Tuesday, April 6, 2010

Day


I have not seen myself in a week. Not any part of me. Apart from the fact that I have no mirror, it is too frigid to expose any part of my skin, even in my tent or sleeping bag, even for a second. There is only one function I cannot avoid that will be an exception, but I am otherwise fully layered. I never imagined I would ever be so unhygenic, but there is no question about it for me: I am staying covered and clothed for the duration.

During the day we eat freeze-dried food with hot (or at least warm) water to give it back some of it´s life. For dinner, in addition to seal, we have had reindeer, beef and salmon, along with a snack of ram or pringles, both of which I pass over. Breakfast is porridge and toast.

The weather changes quickly, which can be dangerous, as once again, on our way back to camp from an eight-hour day on the snowmobiles, whiteout. The fear is back with a vengeance too. I know Audun cannot see anything either, and I only hope he can see his GPS, because it is the only way we will find our way back. We are driving too fast I think. I am unbearably cold from the snow and searing wind. The snowmobile tosses, bangs against hard, uneven ice, slides and tips and shakes me, yet for some reason I also am afraid that I am falling asleep. I feel danger and anger until we finally reach our tents. I can only now think about the night.

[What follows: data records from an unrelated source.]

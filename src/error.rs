//! Error taxonomy exposed by the crate API.
//!
//! Three kinds, matching the three fallible stages: building a catalog,
//! parsing a query, and writing an export. Each variant carries the offending
//! field or value so callers can surface a precise message. Nothing here is
//! retried or recovered internally.

use std::io;
use std::path::PathBuf;
use thiserror::Error;

/// Raised while building a [`Catalog`](crate::Catalog) from raw entries.
///
/// Any variant aborts the whole load; no partial catalog is ever returned.
#[derive(Debug, Error)]
pub enum ValidationError {
    #[error("entry {index} has an empty technique id")]
    EmptyId { index: usize },
    #[error("technique {id} has an empty name")]
    EmptyName { id: String },
    #[error("duplicate technique id {id}")]
    DuplicateId { id: String },
    #[error("technique {id} declares unknown severity '{value}' (expected LOW|MEDIUM|HIGH|CRITICAL)")]
    UnknownSeverity { id: String, value: String },
    #[error("technique {id} declares unknown tactic '{value}' (expected a TA-code such as TA0001)")]
    UnknownTactic { id: String, value: String },
}

/// Raised when a filter value lies outside the known tactic or severity
/// domain. Surfaced before any filtering happens so an impossible filter is
/// never mistaken for an empty result.
#[derive(Debug, Error)]
pub enum QueryError {
    #[error("unknown tactic '{0}' (expected a TA-code such as TA0001 or a phase name such as initial-access)")]
    UnknownTactic(String),
    #[error("unknown severity '{0}' (expected LOW|MEDIUM|HIGH|CRITICAL)")]
    UnknownSeverity(String),
}

/// Raised when an export cannot be produced or written.
#[derive(Debug, Error)]
pub enum ExportError {
    #[error("unsupported export format '{0}' (expected csv|json)")]
    UnsupportedFormat(String),
    #[error("failed to write export to {path}")]
    Destination {
        path: PathBuf,
        #[source]
        source: io::Error,
    },
    #[error("failed to serialize CSV export")]
    Csv(#[from] csv::Error),
    #[error("failed to serialize JSON export")]
    Json(#[from] serde_json::Error),
    #[error("failed to write export")]
    Io(#[from] io::Error),
}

The weather changes quickly, which can be miraculous. It is not until the last day when we are leaving that I see for the first time where our camp is situated...beween mountains and on the crest above us we can see forever and it is beautiful. In fact the sun on the top is overheating me and burning my skin when I remove my helmet. But it is glorious. We also found clear weather for periods of time during two of our days in the arctic wilderness. What we saw was Heaven made and it was magnificent. Blue fjords, glacier ice, those strange formations of ice in the middle of the frozen sea that glisten and sparkle in the sun that so mystify me. A seal with a face like a racoon lay on her side, pregnant and waiting to deliver puppies within days, watches us. We can see she wonders whether she will have to escape in the hole in the ice she has clawed out of looking to make a small snow cave to hide her pups from birds of prey and polar bears.

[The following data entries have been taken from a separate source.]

//! Serialization of result sets to CSV or JSON.
//!
//! The exporter is a pure transformation plus a single write: it serializes
//! exactly the result set it is given, in order, to whichever sink the caller
//! supplies. It never filters, never retries, and has no file-naming policy
//! of its own. Output is deterministic: identical input produces
//! byte-identical output across runs.

use crate::catalog::Technique;
use crate::error::ExportError;
use crate::query::ResultSet;
use std::fmt;
use std::fs::File;
use std::io::{BufWriter, Write};
use std::path::Path;

/// Separator used to join multiple tactic codes inside the single CSV
/// `tactics` field.
pub const TACTIC_SEPARATOR: &str = ";";

const CSV_HEADER: [&str; 5] = ["id", "name", "tactics", "severity", "description"];

/// Supported export formats. The set is closed; dispatch is a match, not a
/// trait object.
#[derive(Clone, Copy, Debug, Eq, PartialEq)]
pub enum ExportFormat {
    Csv,
    Json,
}

impl ExportFormat {
    /// Resolve a format tag, case-insensitively. Unknown tags are an
    /// [`ExportError`], not a default.
    pub fn parse(value: &str) -> Result<Self, ExportError> {
        match value.trim().to_ascii_lowercase().as_str() {
            "csv" => Ok(ExportFormat::Csv),
            "json" => Ok(ExportFormat::Json),
            _ => Err(ExportError::UnsupportedFormat(value.to_string())),
        }
    }

    pub fn as_str(&self) -> &'static str {
        match self {
            ExportFormat::Csv => "csv",
            ExportFormat::Json => "json",
        }
    }
}

impl fmt::Display for ExportFormat {
    fn fmt(&self, f: &mut fmt::Formatter<'_>) -> fmt::Result {
        f.write_str(self.as_str())
    }
}

/// Serialize a result set into `writer`.
///
/// CSV carries a fixed header row and one row per technique, with standard
/// quoting for embedded delimiters, quotes, and newlines; the tactic set is
/// joined with [`TACTIC_SEPARATOR`] inside its field. JSON is a
/// pretty-printed array of objects with keys in the order `id`, `name`,
/// `tactics`, `severity`, `description`.
pub fn export<W: Write>(
    result: &ResultSet<'_>,
    format: ExportFormat,
    writer: &mut W,
) -> Result<(), ExportError> {
    match format {
        ExportFormat::Csv => export_csv(result, writer),
        ExportFormat::Json => export_json(result, writer),
    }
}

/// Serialize a result set into a freshly created file at `path`.
///
/// Creation failures (permissions, missing parent directory) surface as
/// [`ExportError::Destination`] naming the path; nothing is retried.
pub fn export_to_path(
    result: &ResultSet<'_>,
    format: ExportFormat,
    path: &Path,
) -> Result<(), ExportError> {
    let file = File::create(path).map_err(|source| ExportError::Destination {
        path: path.to_path_buf(),
        source,
    })?;
    let mut writer = BufWriter::new(file);
    export(result, format, &mut writer)?;
    writer.flush().map_err(|source| ExportError::Destination {
        path: path.to_path_buf(),
        source,
    })
}

fn export_csv<W: Write>(result: &ResultSet<'_>, writer: &mut W) -> Result<(), ExportError> {
    let mut csv_writer = csv::Writer::from_writer(writer);
    csv_writer.write_record(CSV_HEADER)?;
    for technique in result.iter() {
        let tactics = joined_tactics(technique);
        csv_writer.write_record([
            technique.id.0.as_str(),
            technique.name.as_str(),
            tactics.as_str(),
            technique.severity.as_str(),
            technique.description.as_str(),
        ])?;
    }
    csv_writer.flush()?;
    Ok(())
}

fn export_json<W: Write>(result: &ResultSet<'_>, writer: &mut W) -> Result<(), ExportError> {
    let records: Vec<&Technique> = result.iter().collect();
    serde_json::to_writer_pretty(&mut *writer, &records)?;
    writer.write_all(b"\n")?;
    Ok(())
}

fn joined_tactics(technique: &Technique) -> String {
    technique
        .tactics
        .iter()
        .map(|tactic| tactic.code())
        .collect::<Vec<_>>()
        .join(TACTIC_SEPARATOR)
}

But no polar bears. We search for many hours every day but there have been no sitings of bear in many weeks. There are theories but no one knows exactly why they are so scarce here or where they have gone, but they can travel great distances smelling their way to their favorite food, seal puppies. I am resigned. It is strange, Audun says, that he cannot even find bear tracks. I know that it is the ice and snowy mountains that I will have to rely on to rationalize the struggle. I have not taken many pictures. The weather has not permitted for the most part. The incessant search for the elusive creature means we are racing past the opportunities otherwise.